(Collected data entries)

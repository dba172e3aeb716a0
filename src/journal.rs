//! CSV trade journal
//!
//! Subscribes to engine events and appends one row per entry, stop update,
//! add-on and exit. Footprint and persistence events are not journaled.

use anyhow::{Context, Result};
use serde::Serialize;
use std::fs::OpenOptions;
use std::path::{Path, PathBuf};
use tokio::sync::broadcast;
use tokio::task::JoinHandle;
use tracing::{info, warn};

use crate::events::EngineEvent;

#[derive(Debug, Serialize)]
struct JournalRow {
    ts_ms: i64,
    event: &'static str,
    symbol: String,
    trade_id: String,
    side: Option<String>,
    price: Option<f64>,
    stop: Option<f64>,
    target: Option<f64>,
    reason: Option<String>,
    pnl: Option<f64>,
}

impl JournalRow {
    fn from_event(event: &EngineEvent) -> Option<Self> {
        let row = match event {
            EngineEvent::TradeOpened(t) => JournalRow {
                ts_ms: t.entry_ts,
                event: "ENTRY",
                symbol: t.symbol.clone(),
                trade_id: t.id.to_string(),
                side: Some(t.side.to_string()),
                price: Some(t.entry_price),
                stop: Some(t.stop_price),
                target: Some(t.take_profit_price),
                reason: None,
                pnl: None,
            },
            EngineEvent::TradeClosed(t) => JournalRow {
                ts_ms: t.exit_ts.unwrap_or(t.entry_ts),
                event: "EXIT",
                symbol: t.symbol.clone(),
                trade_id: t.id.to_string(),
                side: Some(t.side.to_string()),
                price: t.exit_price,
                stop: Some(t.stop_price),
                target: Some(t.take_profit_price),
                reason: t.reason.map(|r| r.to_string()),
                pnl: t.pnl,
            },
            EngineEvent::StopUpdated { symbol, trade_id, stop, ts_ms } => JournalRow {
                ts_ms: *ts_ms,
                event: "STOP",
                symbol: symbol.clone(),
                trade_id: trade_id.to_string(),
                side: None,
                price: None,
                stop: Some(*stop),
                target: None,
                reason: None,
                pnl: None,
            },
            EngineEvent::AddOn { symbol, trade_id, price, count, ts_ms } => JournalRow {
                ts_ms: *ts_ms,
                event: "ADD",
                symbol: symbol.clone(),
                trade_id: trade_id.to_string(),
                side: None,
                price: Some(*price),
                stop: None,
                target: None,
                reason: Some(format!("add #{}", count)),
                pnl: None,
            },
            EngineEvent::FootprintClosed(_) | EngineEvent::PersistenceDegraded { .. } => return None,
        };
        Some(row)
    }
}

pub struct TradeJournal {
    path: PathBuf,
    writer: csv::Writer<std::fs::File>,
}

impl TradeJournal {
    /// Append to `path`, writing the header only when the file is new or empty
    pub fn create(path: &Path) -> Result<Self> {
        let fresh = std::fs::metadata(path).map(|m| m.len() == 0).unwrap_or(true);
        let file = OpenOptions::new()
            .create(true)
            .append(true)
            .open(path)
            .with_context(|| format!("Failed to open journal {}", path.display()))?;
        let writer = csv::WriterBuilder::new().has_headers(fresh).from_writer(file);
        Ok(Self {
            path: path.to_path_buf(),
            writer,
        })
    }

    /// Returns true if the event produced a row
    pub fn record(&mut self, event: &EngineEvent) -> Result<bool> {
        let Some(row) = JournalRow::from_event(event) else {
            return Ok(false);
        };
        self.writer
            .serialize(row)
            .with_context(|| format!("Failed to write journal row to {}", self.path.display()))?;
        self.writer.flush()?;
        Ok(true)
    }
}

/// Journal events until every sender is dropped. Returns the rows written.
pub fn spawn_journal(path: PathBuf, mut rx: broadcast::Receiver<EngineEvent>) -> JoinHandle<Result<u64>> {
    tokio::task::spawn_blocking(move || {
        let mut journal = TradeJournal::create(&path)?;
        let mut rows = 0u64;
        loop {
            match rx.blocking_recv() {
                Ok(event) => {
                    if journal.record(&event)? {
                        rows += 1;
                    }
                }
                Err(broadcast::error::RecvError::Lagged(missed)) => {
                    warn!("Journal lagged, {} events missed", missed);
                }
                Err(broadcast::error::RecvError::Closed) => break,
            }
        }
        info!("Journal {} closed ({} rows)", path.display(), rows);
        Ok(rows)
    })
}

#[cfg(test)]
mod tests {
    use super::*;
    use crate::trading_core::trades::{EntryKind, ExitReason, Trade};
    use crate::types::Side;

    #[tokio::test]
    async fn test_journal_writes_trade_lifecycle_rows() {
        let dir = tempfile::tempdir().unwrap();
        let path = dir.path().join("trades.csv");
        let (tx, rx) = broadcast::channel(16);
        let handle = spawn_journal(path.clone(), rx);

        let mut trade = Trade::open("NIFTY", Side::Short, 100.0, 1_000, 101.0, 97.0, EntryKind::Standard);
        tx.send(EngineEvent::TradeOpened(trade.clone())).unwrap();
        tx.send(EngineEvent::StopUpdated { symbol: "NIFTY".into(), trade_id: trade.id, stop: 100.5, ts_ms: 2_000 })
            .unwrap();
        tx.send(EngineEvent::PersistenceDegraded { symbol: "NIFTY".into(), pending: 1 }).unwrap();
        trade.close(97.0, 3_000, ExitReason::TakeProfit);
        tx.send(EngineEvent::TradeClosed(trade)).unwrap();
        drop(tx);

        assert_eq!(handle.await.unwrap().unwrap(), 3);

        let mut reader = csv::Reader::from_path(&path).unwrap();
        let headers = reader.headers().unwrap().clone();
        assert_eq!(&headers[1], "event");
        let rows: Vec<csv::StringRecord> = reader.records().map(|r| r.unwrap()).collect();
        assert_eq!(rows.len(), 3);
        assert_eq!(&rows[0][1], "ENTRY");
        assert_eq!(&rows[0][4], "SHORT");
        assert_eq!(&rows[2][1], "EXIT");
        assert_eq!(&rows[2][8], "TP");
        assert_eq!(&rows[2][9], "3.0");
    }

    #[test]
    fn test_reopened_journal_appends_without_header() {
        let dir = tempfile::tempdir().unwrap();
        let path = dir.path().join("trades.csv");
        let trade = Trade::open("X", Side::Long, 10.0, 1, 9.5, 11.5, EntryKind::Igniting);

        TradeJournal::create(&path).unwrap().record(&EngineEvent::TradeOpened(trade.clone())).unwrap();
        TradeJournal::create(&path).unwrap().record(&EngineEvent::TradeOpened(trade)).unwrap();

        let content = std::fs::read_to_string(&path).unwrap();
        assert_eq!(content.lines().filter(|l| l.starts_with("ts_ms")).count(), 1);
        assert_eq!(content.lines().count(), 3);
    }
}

**What is expected**: Copy from the entries only those lines that hold the word "count".

**Reply**:
            EngineEvent::AddOn { symbol, trade_id, price, count, ts_ms } => JournalRow {
                reason: Some(format!("add #{}", count)),
        assert_eq!(content.lines().filter(|l| l.starts_with("ts_ms")).count(), 1);
        assert_eq!(content.lines().count(), 3);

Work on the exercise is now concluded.